Outdated energy generators can be inefficient and expensive to run, not to mention the costly upkeep and regular repairs required to keep them operational.

This heavy maintenance expenditure means that new technology can provide significant savings in the long run both in terms of running costs and expected lifecycle expenditure.

In addition, there are federal and state-level environmental targets to factor into the equation.

These are aimed at ensuring sustainable power generation and the reduction of carbon emissions amid the ongoing battle against the effects of climate change. The older utility systems do not comply with these forward-looking targets.

With these challenges in mind universities are faced with a choice – do they subcontract and fund the modernisation of their energy generation systems directly or do they work under a partnership framework with a private consortium to modernise these systems?

We are seeing colleges choose the latter more regularly. This is a trend we expect will continue for a number of reasons.

Energy costs can be volatile and difficult to predict. This means colleges are looking to reduce the fluctuations in their energy supply so their outgoings can be more stable and predictable. They do this by sharing the risk with private parties in long term public-private partnership agreements.

By entering into a partnership with a private party, or parties, the objectives and incentives are aligned. Contracts are negotiated with gainshare provisions such that it is in the interest of both the college and private partner to increase efficiency and reduce costs. In that way all parties can reap the rewards. Through long-term energy supply contracts, universities are also able to monetise some of their future energy expenditure in the form of upfront payments. Sometimes, this can be a day one windfall for the university to use how they wish. In other situations, ancillary construction works (e.g. of academic buildings or car parks) are bundled within the remit of the utility system redevelopment.

The upshot of partnering with a private party can be hugely beneficial for all involved. The university gets an upgrade to their utility system as well as predictable future energy costs and will often receive an upfront payment or ancillary academic works. These substantial cash injections also allow colleges to invest in enhancing the student experience in what has become an increasingly competitive marketplace. The private parties are happy to leverage their expertise and compete for the mandate in search of long-term contracts with a low-risk counterparty.

There are two case studies which are particularly illustrative of the benefit of a P3 approach to utility supply. Operis’ Financial Model Audit services were involved in both tenders.

Ohio State University in Columbus launched a partnership in July 2017 through a consortium of ENGIE North America and Axium Infrastructure.

The University transferred management of the central systems that heat, cool and power the Columbus campus to ENGIE, which will operate these systems on behalf of Ohio State Energy Partners (OSEP).

The 50-year concession has a total value of $1.165bn, including a $1.015bn upfront payment to the university and a $150m commitment to support academics in specific areas requested by students, faculty and staff during the bidding process.

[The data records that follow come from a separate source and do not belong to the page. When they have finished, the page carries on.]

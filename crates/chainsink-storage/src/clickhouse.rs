//! ClickHouse connection over the HTTP interface, backed by `reqwest`.
//!
//! Every statement is one POST request. ClickHouse has no multi-statement
//! transactions: a [`Transaction`] here buffers its statements and sends them
//! in order on commit, the cursor insert last, so a failed batch never moves
//! the cursor. Rows already inserted by a failed batch are replayed on
//! restart; tables are expected to use a deduplicating engine such as
//! `ReplacingMergeTree`.

use std::time::Duration;

use async_trait::async_trait;
use serde::Deserialize;
use serde_json::Value;
use tracing::{debug, info};

use chainsink_core::connection::{Connection, HistoryRow, Transaction};
use chainsink_core::cursor::CursorRow;
use chainsink_core::dialect::{ClickHouseDialect, Dialect};
use chainsink_core::dsn::Dsn;
use chainsink_core::error::SinkError;
use chainsink_core::schema::{ColumnInfo, ColumnKind, TableInfo};

use crate::assemble_tables;

const EXCEPTION_CODE_HEADER: &str = "X-ClickHouse-Exception-Code";

/// Options for the ClickHouse HTTP client.
#[derive(Debug, Clone)]
pub struct ClickHouseOptions {
    /// Per-request timeout (default: 60s)
    pub request_timeout: Duration,
}

impl Default for ClickHouseOptions {
    fn default() -> Self {
        Self {
            request_timeout: Duration::from_secs(60),
        }
    }
}

/// HTTP connection to a ClickHouse server. Cheaply cloneable.
#[derive(Clone)]
pub struct ClickHouseConnection {
    url: String,
    username: String,
    password: String,
    database: String,
    http: reqwest::Client,
}

impl ClickHouseConnection {
    pub fn new(
        url: impl Into<String>,
        username: impl Into<String>,
        password: impl Into<String>,
        database: impl Into<String>,
        opts: ClickHouseOptions,
    ) -> Result<Self, SinkError> {
        let http = reqwest::Client::builder()
            .timeout(opts.request_timeout)
            .build()
            .map_err(|e| SinkError::database(format!("clickhouse client: {e}")))?;
        Ok(Self {
            url: url.into(),
            username: username.into(),
            password: password.into(),
            database: database.into(),
            http,
        })
    }

    /// Connection for a `clickhouse://` DSN, checking the server answers.
    pub async fn connect(dsn: &Dsn, opts: ClickHouseOptions) -> Result<Self, SinkError> {
        let username = if dsn.username.is_empty() {
            "default"
        } else {
            dsn.username.as_str()
        };
        let conn = Self::new(
            dsn.clickhouse_http_url(),
            username,
            dsn.password.clone(),
            dsn.database.clone(),
            opts,
        )?;
        conn.post("SELECT 1").await?;
        info!(url = %conn.url, database = %conn.database, "connected to clickhouse");
        Ok(conn)
    }

    pub fn url(&self) -> &str {
        &self.url
    }

    async fn post(&self, sql: &str) -> Result<String, SinkError> {
        debug!(url = %self.url, sql_len = sql.len(), "clickhouse request");
        let resp = self
            .http
            .post(&self.url)
            .header("X-ClickHouse-User", &self.username)
            .header("X-ClickHouse-Key", &self.password)
            .header("X-ClickHouse-Database", &self.database)
            .body(sql.to_string())
            .send()
            .await
            .map_err(|e| SinkError::database(format!("clickhouse request: {e}")))?;

        if !resp.status().is_success() {
            let status = resp.status().as_u16();
            let code = resp
                .headers()
                .get(EXCEPTION_CODE_HEADER)
                .and_then(|v| v.to_str().ok())
                .map(str::to_string);
            let body = resp.text().await.unwrap_or_default();
            return Err(SinkError::Database {
                message: format!("HTTP {status}: {}", body.trim()),
                code,
            });
        }

        resp.text()
            .await
            .map_err(|e| SinkError::database(format!("clickhouse response: {e}")))
    }

    /// Run a query and decode its `JSONEachRow` output.
    async fn query_rows<T: for<'de> Deserialize<'de>>(&self, sql: &str) -> Result<Vec<T>, SinkError> {
        let body = self.post(&format!("{sql} FORMAT JSONEachRow")).await?;
        parse_json_each_row(&body)
    }
}

fn parse_json_each_row<T: for<'de> Deserialize<'de>>(body: &str) -> Result<Vec<T>, SinkError> {
    body.lines()
        .filter(|line| !line.trim().is_empty())
        .map(|line| {
            serde_json::from_str(line)
                .map_err(|e| SinkError::database(format!("decode clickhouse row {line:?}: {e}")))
        })
        .collect()
}

/// 64-bit integers are quoted in JSON output by default.
fn integer(value: &Value) -> u64 {
    match value {
        Value::Number(n) => n.as_u64().unwrap_or_default(),
        Value::String(s) => s.parse().unwrap_or_default(),
        _ => 0,
    }
}

#[derive(Debug, Deserialize)]
struct RawCursor {
    id: String,
    cursor: String,
    block_num: Value,
    block_id: String,
}

#[derive(Debug, Deserialize)]
struct RawColumn {
    table: String,
    name: String,
    #[serde(rename = "type")]
    type_name: String,
    is_in_primary_key: Value,
}

#[async_trait]
impl Connection for ClickHouseConnection {
    fn driver(&self) -> &str {
        "clickhouse"
    }

    async fn begin(&self) -> Result<Box<dyn Transaction>, SinkError> {
        Ok(Box::new(ClickHouseTransaction {
            conn: self.clone(),
            statements: Vec::new(),
        }))
    }

    async fn execute(&self, sql: &str) -> Result<u64, SinkError> {
        self.post(sql).await?;
        Ok(0)
    }

    async fn query_cursors(&self, sql: &str) -> Result<Vec<CursorRow>, SinkError> {
        let rows: Vec<RawCursor> = self.query_rows(sql).await?;
        Ok(rows
            .into_iter()
            .map(|r| CursorRow {
                block_num: integer(&r.block_num),
                id: r.id,
                cursor: r.cursor,
                block_id: r.block_id,
            })
            .collect())
    }

    async fn describe_schema(&self, schema: &str) -> Result<Vec<TableInfo>, SinkError> {
        let sql = format!(
            "SELECT table, name, type, is_in_primary_key FROM system.columns \
             WHERE database = {} ORDER BY table, position",
            ClickHouseDialect.quote_string(schema)
        );
        let rows: Vec<RawColumn> = self.query_rows(&sql).await?;

        let mut columns = Vec::with_capacity(rows.len());
        let mut primary_keys = Vec::new();
        for row in rows {
            if integer(&row.is_in_primary_key) == 1 {
                primary_keys.push((row.table.clone(), row.name.clone()));
            }
            let kind = ColumnKind::from_clickhouse_type(&row.type_name);
            columns.push((row.table, ColumnInfo::new(row.name, row.type_name, kind)));
        }

        let tables = assemble_tables(schema, columns, primary_keys);
        debug!(schema, table_count = tables.len(), "clickhouse schema described");
        Ok(tables)
    }
}

// ─── Transaction ─────────────────────────────────────────────────────────────

struct ClickHouseTransaction {
    conn: ClickHouseConnection,
    statements: Vec<String>,
}

#[async_trait]
impl Transaction for ClickHouseTransaction {
    async fn execute(&mut self, sql: &str) -> Result<u64, SinkError> {
        self.statements.push(sql.to_string());
        Ok(0)
    }

    async fn query_history(&mut self, _sql: &str) -> Result<Vec<HistoryRow>, SinkError> {
        Err(SinkError::UndoWithoutHistory {
            dialect: "clickhouse".into(),
        })
    }

    async fn commit(self: Box<Self>) -> Result<(), SinkError> {
        for statement in &self.statements {
            self.conn.post(statement).await?;
        }
        debug!(statements = self.statements.len(), "clickhouse batch sent");
        Ok(())
    }

    async fn rollback(self: Box<Self>) -> Result<(), SinkError> {
        debug!(statements = self.statements.len(), "clickhouse batch discarded");
        Ok(())
    }
}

Similarly the University of Iowa, in Iowa City, announced earlier this year that it had accepted an offer from ENGIE North America to run the university’s utility system.

The deal with concessionaire Hawkeye Energy Collaborative, composed of ENGIE and Meridiam, involves an upfront lump-sum payment to the UI of $1.165bn to manage over 50 years in an endowment fund. The University plans to use the money for funding the campus strategic plan.

There are also a number of projects currently under procurement.

The Fresno State University Central Heating and Cooling Plant Modernization P3 issued an RFP last December and proposals are expected this summer The Universities of Idaho and Maryland are also in the early stages of the procurement process.

It has been reported that the University of Idaho has shortlisted Enwave for its central utility plant public-private partnership. Enwave, based in Toronto and owned by Brookfield Asset Management, is apparently one of at least three shortlisted teams, along with ENGIE and a team of Sacyr and Plenary.

It is clear to everyone that 2020 has been an unprecedented and atypical year. Remote learning is certainly on the rise but Operis believes higher education will go back to in-person teaching after the pandemic is more under control. In this context three drivers of change in the sector are expected to be more potent than ever: constant budgetary pressure, a need to improve the student experience in the face of fierce competition and a requirement for institutions to move towards a more sustainable future by installing more up-to-date and efficient energy infrastructure. We expect to see the symbiotic partnerships outlined above become more popular and widespread in the decades to come, in both the US and Canada, driven by pressures from within and without.